• [THE PROBLEM]: Note each line in the data holding the string "ChildStderr" and report it.

[Saved entries]
————

use std::io::{self, ErrorKind, Read};
use std::path::{Path, PathBuf};
use std::process::{Child, ChildStderr, Command, Stdio};
use std::sync::{Arc, Mutex, PoisonError};
use std::thread;
use std::time::{Duration, Instant};

use crossbeam_channel::{Receiver, bounded};
use log::{debug, info};

use super::{CaptureLauncher, CaptureProcess, ProcessControl, ProcessExit, parse_interface_list};
use crate::error::CaptureError;

/// How long a process whose output ended may take to exit before its status
/// is treated as unknown.
const EXIT_GRACE: Duration = Duration::from_secs(2);
const EXIT_POLL: Duration = Duration::from_millis(20);
/// How long to wait for the stderr drain after the process exited.
const STDERR_SETTLE: Duration = Duration::from_millis(500);
const STDERR_TAIL_BYTES: usize = 4096;

/// Launches `tshark` (or a compatible program) as the capture process.
///
/// On unix the process is started in its own process group, so terminating
/// it also stops the `dumpcap` helper it spawns. The flip side is that a
/// Ctrl-C on the terminal no longer reaches it: the embedding program must
/// either stop captures itself or rely on `Interrupt::ctrl_c`, whose handler
/// kills every detached capture group before exiting.
#[derive(Debug, Clone)]
pub struct TsharkLauncher {
    program: PathBuf,
}

impl TsharkLauncher {
    pub fn new(program: impl Into<PathBuf>) -> Self {
        Self {
            program: program.into(),
        }
    }

    pub fn program(&self) -> &Path {
        &self.program
    }

    fn program_name(&self) -> String {
        self.program.display().to_string()
    }
}

impl CaptureLauncher for TsharkLauncher {
    fn list_interfaces(&self) -> Result<Vec<String>, CaptureError> {
        let output = Command::new(&self.program)
            .arg("-D")
            .stdin(Stdio::null())
            .output()
            .map_err(|source| CaptureError::SubprocessStart {
                program: self.program_name(),
                source,
            })?;
        if !output.status.success() {
            let stderr = String::from_utf8_lossy(&output.stderr);
            return Err(CaptureError::InterfaceQuery(format!(
                "`{} -D` exited with {}: {}",
                self.program_name(),
                output.status,
                stderr.trim()
            )));
        }
        Ok(parse_interface_list(&String::from_utf8_lossy(
            &output.stdout,
        )))
    }

    fn launch(&self, params: &[String]) -> Result<CaptureProcess, CaptureError> {
        let mut command = Command::new(&self.program);
        command
            .args(params)
            .stdin(Stdio::null())
            .stdout(Stdio::piped())
            .stderr(Stdio::piped());
        #[cfg(unix)]
        {
            use std::os::unix::process::CommandExt;
            command.process_group(0);
        }

        let mut child = command
            .spawn()
            .map_err(|source| CaptureError::SubprocessStart {
                program: self.program_name(),
                source,
            })?;
        let Some(stdout) = child.stdout.take() else {
            let mut control = ChildControl::new(child);
            let _ = control.terminate();
            return Err(CaptureError::SubprocessStart {
                program: self.program_name(),
                source: io::Error::other("capture output was not piped"),
            });
        };

        info!(
            "started {} (pid {}) with {:?}",
            self.program_name(),
            child.id(),
            params
        );
        Ok(CaptureProcess::new(stdout, ChildControl::new(child)))
    }
}

/// `ProcessControl` over a spawned child process.
///
/// Terminating kills the child (and on unix its whole process group), then
/// reaps it. Dropping an unreaped control terminates it too. When the child
/// has piped stderr, its tail is kept for `wait_exit`.
pub struct ChildControl {
    child: Child,
    stderr: Option<StderrTail>,
    reaped: bool,
}

impl ChildControl {
    pub fn new(mut child: Child) -> Self {
        let stderr = child.stderr.take().map(StderrTail::spawn);
        register_detached_group(child.id());
        Self {
            child,
            stderr,
            reaped: false,
        }
    }

    fn stderr_text(&self) -> String {
        self.stderr
            .as_ref()
            .map(StderrTail::text)
            .unwrap_or_default()
    }
}

impl ProcessControl for ChildControl {
    fn terminate(&mut self) -> io::Result<()> {
        if self.reaped {
            return Ok(());
        }
        #[cfg(unix)]
        kill_process_group(self.child.id());
        match self.child.kill() {
            Ok(()) => {}
            // Older toolchains report an already exited child this way.
            Err(err) if err.kind() == ErrorKind::InvalidInput => {}
            Err(err) => return Err(err),
        }
        let status = self.child.wait()?;
        self.reaped = true;
        forget_detached_group(self.child.id());
        debug!("capture process {} exited: {}", self.child.id(), status);
        Ok(())
    }

    fn wait_exit(&mut self) -> io::Result<Option<ProcessExit>> {
        if self.reaped {
            return Ok(None);
        }
        let deadline = Instant::now() + EXIT_GRACE;
        let status = loop {
            if let Some(status) = self.child.try_wait()? {
                break status;
            }
            if Instant::now() >= deadline {
                debug!(
                    "capture process {} closed its output but is still running",
                    self.child.id()
                );
                return Ok(None);
            }
            thread::sleep(EXIT_POLL);
        };
        self.reaped = true;
        forget_detached_group(self.child.id());
        debug!("capture process {} exited: {}", self.child.id(), status);
        Ok(Some(ProcessExit {
            success: status.success(),
            status: status.to_string(),
            stderr: self.stderr_text(),
        }))
    }

    fn id(&self) -> Option<u32> {
        Some(self.child.id())
    }
}

impl Drop for ChildControl {
    fn drop(&mut self) {
        if let Err(err) = self.terminate() {
            debug!("capture process {} cleanup failed: {}", self.child.id(), err);
        }
    }
}

/// Last `STDERR_TAIL_BYTES` a child wrote to stderr, drained on a thread so
/// the child never blocks on a full pipe.
struct StderrTail {
    buffer: Arc<Mutex<Vec<u8>>>,
    done: Receiver<()>,
}

impl StderrTail {
    fn spawn(mut stderr: ChildStderr) -> Self {
        let buffer = Arc::new(Mutex::new(Vec::new()));
        let (done_tx, done) = bounded(1);
        let sink = Arc::clone(&buffer);
        let spawned = thread::Builder::new()
            .name("capture-stderr".to_string())
            .spawn(move || {
                let mut chunk = [0u8; 1024];
                loop {
                    match stderr.read(&mut chunk) {
                        Ok(0) => break,
                        Ok(n) => {
                            let mut tail = sink.lock().unwrap_or_else(PoisonError::into_inner);
                            tail.extend_from_slice(&chunk[..n]);
                            let excess = tail.len().saturating_sub(STDERR_TAIL_BYTES);
                            tail.drain(..excess);
                        }
                        Err(err) if err.kind() == ErrorKind::Interrupted => {}
                        Err(_) => break,
                    }
                }
                let _ = done_tx.send(());
            });
        if let Err(err) = spawned {
            debug!("capture stderr is not collected: {err}");
        }
        Self { buffer, done }
    }

    fn text(&self) -> String {
        // A disconnected channel means the drain already finished.
        let _ = self.done.recv_timeout(STDERR_SETTLE);
        let tail = self.buffer.lock().unwrap_or_else(PoisonError::into_inner);
        String::from_utf8_lossy(&tail).trim().to_string()
    }
}

/// Process groups of capture processes that are still alive.
#[cfg(unix)]
static DETACHED_GROUPS: Mutex<Vec<u32>> = Mutex::new(Vec::new());

#[cfg(unix)]
fn register_detached_group(pid: u32) {
    DETACHED_GROUPS
        .lock()
        .unwrap_or_else(PoisonError::into_inner)
        .push(pid);
}

#[cfg(unix)]
fn forget_detached_group(pid: u32) {
    DETACHED_GROUPS
        .lock()
        .unwrap_or_else(PoisonError::into_inner)
        .retain(|&group| group != pid);
}

#[cfg(not(unix))]
fn register_detached_group(_pid: u32) {}

#[cfg(not(unix))]
fn forget_detached_group(_pid: u32) {}

/// Kill every capture process group still alive.
///
/// Used when the program exits without unwinding, which skips every
/// `Drop` that would otherwise stop them. Returns how many were signalled.
#[cfg(unix)]
pub(crate) fn kill_detached_groups() -> usize {
    let groups = std::mem::take(
        &mut *DETACHED_GROUPS
            .lock()
            .unwrap_or_else(PoisonError::into_inner),
    );
    for &group in &groups {
        kill_process_group(group);
    }
    groups.len()
}

#[cfg(not(unix))]
pub(crate) fn kill_detached_groups() -> usize {
    0
}

#[cfg(unix)]
fn kill_process_group(pid: u32) {
    use nix::sys::signal::{Signal, killpg};
    use nix::unistd::Pid;

    let Ok(raw) = i32::try_from(pid) else {
        return;
    };
    // The child leads its own group; ESRCH just means it is gone already.
    if let Err(err) = killpg(Pid::from_raw(raw), Signal::SIGKILL) {
        debug!("killpg({raw}) failed: {err}");
    }
}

————

• [EXERCISE RESPONSE]:
use std::process::{Child, ChildStderr, Command, Stdio};
    fn spawn(mut stderr: ChildStderr) -> Self {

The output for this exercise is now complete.